### AVAILABLE DATA ###

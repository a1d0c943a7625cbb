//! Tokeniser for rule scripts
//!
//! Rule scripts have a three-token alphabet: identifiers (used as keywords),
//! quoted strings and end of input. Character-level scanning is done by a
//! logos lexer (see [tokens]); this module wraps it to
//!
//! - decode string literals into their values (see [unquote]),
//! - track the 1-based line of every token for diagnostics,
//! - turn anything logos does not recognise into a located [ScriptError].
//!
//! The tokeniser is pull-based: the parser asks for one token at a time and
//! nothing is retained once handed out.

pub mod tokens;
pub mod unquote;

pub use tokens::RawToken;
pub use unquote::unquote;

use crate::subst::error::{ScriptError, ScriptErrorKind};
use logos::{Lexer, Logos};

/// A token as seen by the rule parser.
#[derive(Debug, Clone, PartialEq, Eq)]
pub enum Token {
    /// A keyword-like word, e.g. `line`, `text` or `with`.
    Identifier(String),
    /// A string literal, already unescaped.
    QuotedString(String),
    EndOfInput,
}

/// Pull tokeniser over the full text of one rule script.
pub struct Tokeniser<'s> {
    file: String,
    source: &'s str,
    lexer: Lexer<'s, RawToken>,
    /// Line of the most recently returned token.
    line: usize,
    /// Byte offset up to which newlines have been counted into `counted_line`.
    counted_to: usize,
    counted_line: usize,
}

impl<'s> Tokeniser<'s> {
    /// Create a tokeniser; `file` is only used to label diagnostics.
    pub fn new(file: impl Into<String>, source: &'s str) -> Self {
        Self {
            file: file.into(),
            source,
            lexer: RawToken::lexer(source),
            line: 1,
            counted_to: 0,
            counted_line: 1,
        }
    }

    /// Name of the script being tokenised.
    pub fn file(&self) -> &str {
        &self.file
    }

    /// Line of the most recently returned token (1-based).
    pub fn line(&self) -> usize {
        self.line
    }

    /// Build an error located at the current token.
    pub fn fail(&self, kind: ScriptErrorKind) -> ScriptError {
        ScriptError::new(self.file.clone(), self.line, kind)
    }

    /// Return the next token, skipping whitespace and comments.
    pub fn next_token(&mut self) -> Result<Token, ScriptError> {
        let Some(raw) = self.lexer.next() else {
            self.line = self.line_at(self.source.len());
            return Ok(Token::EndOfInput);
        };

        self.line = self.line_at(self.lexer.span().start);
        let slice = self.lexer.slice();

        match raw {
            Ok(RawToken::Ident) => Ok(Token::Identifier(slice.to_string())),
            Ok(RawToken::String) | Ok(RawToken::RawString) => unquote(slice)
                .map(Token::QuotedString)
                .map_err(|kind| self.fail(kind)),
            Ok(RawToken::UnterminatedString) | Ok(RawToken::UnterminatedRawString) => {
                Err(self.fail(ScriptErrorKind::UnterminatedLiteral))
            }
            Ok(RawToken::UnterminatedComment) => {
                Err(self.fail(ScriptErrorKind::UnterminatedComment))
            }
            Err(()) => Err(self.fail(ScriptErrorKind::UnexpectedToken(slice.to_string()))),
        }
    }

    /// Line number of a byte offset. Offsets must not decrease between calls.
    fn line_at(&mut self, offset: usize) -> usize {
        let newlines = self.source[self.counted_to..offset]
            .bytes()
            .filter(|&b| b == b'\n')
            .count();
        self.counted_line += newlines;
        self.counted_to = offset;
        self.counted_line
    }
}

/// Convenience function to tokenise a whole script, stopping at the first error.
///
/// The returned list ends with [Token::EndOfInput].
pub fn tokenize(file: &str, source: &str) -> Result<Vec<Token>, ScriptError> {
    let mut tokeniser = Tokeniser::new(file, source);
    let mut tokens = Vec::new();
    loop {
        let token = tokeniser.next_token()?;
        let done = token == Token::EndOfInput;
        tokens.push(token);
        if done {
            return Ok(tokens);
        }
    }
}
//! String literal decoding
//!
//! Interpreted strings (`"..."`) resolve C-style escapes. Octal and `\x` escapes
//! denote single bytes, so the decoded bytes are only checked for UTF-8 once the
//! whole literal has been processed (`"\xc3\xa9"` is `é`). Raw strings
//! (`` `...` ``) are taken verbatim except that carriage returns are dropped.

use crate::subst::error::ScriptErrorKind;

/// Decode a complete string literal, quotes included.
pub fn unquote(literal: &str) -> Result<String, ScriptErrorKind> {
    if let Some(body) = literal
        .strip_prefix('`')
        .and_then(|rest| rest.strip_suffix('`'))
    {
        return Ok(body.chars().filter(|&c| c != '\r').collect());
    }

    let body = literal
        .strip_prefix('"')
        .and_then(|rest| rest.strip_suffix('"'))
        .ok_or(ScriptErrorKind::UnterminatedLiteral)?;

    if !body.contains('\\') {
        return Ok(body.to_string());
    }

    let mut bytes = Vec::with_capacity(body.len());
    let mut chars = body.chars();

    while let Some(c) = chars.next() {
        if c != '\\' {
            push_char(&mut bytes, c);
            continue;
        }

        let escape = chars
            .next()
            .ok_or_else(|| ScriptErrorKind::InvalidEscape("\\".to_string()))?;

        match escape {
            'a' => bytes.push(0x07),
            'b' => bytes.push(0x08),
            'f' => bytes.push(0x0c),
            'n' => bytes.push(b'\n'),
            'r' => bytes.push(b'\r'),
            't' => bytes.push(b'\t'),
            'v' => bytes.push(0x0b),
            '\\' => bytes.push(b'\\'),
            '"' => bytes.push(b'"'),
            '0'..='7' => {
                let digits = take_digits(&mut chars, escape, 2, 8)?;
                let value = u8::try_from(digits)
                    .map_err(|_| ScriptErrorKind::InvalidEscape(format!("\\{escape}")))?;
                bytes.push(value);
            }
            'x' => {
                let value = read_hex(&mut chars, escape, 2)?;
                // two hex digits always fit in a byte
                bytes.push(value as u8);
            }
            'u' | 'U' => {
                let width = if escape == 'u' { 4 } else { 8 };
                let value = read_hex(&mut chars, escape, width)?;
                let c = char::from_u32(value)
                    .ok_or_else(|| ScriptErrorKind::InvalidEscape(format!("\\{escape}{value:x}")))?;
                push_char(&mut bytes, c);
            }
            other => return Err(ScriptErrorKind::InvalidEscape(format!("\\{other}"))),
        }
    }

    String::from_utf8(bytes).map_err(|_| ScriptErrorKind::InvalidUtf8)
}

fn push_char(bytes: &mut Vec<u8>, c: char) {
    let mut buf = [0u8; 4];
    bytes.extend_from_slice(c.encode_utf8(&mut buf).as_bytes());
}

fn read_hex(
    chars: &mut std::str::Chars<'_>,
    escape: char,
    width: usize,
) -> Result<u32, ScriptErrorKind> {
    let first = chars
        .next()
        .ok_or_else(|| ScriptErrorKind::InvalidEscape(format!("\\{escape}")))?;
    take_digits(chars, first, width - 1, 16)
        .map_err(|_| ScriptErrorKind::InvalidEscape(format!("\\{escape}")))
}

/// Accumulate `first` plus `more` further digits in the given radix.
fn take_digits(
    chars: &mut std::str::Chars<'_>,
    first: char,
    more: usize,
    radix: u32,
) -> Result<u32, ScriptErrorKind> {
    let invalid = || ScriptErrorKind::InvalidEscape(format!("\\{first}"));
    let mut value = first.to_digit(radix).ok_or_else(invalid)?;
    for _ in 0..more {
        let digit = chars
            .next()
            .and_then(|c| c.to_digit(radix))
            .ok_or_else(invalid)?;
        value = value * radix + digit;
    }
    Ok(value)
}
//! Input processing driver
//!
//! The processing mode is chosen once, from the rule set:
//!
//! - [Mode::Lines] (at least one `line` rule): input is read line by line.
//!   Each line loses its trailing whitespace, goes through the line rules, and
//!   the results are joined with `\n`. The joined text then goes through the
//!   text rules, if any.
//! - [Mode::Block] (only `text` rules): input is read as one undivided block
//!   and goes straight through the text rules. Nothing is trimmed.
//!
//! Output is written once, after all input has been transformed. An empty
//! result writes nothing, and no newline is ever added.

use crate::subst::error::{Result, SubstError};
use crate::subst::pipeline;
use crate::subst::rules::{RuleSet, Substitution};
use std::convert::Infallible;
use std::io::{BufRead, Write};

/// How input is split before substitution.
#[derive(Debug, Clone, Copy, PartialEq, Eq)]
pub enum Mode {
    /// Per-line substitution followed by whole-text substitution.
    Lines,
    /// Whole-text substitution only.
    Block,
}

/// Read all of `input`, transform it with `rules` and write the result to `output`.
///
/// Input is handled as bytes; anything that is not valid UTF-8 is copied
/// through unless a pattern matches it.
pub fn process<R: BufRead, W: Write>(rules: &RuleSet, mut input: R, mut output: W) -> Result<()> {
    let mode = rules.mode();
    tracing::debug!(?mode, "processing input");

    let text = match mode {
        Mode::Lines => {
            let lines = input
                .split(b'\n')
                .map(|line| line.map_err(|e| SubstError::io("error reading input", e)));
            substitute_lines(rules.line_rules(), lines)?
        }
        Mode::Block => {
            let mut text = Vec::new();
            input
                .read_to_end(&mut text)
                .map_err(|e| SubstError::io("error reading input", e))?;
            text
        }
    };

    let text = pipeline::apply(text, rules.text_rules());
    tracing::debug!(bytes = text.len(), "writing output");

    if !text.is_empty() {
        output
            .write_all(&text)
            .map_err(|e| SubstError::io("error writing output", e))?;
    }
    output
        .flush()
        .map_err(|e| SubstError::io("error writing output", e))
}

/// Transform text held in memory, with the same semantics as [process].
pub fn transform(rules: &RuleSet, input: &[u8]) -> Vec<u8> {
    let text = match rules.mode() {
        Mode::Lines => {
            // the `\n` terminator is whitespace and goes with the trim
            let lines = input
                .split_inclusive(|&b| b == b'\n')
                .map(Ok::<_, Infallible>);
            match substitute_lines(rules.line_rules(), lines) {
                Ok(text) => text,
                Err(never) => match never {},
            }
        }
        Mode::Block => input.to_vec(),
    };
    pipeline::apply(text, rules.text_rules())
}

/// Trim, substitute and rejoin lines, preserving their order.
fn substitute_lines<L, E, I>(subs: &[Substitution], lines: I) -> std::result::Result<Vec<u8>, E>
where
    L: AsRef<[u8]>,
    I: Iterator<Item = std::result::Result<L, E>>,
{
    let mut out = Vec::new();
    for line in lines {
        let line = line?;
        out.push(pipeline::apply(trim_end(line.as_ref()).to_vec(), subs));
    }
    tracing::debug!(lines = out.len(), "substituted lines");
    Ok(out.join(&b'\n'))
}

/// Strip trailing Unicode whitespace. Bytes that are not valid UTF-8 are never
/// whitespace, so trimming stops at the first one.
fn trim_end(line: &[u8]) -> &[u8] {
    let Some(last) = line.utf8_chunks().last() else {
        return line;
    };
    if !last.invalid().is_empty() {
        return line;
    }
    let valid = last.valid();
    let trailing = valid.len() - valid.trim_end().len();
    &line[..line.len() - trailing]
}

###

Only the lines above from the one with "the first error." up to and including the one with "UTF-8 once the" should be repeated, exactly as written.

/// Convenience function to tokenise a whole script, stopping at the first error.
///
/// The returned list ends with [Token::EndOfInput].
pub fn tokenize(file: &str, source: &str) -> Result<Vec<Token>, ScriptError> {
    let mut tokeniser = Tokeniser::new(file, source);
    let mut tokens = Vec::new();
    loop {
        let token = tokeniser.next_token()?;
        let done = token == Token::EndOfInput;
        tokens.push(token);
        if done {
            return Ok(tokens);
        }
    }
}
//! String literal decoding
//!
//! Interpreted strings (`"..."`) resolve C-style escapes. Octal and `\x` escapes
//! denote single bytes, so the decoded bytes are only checked for UTF-8 once the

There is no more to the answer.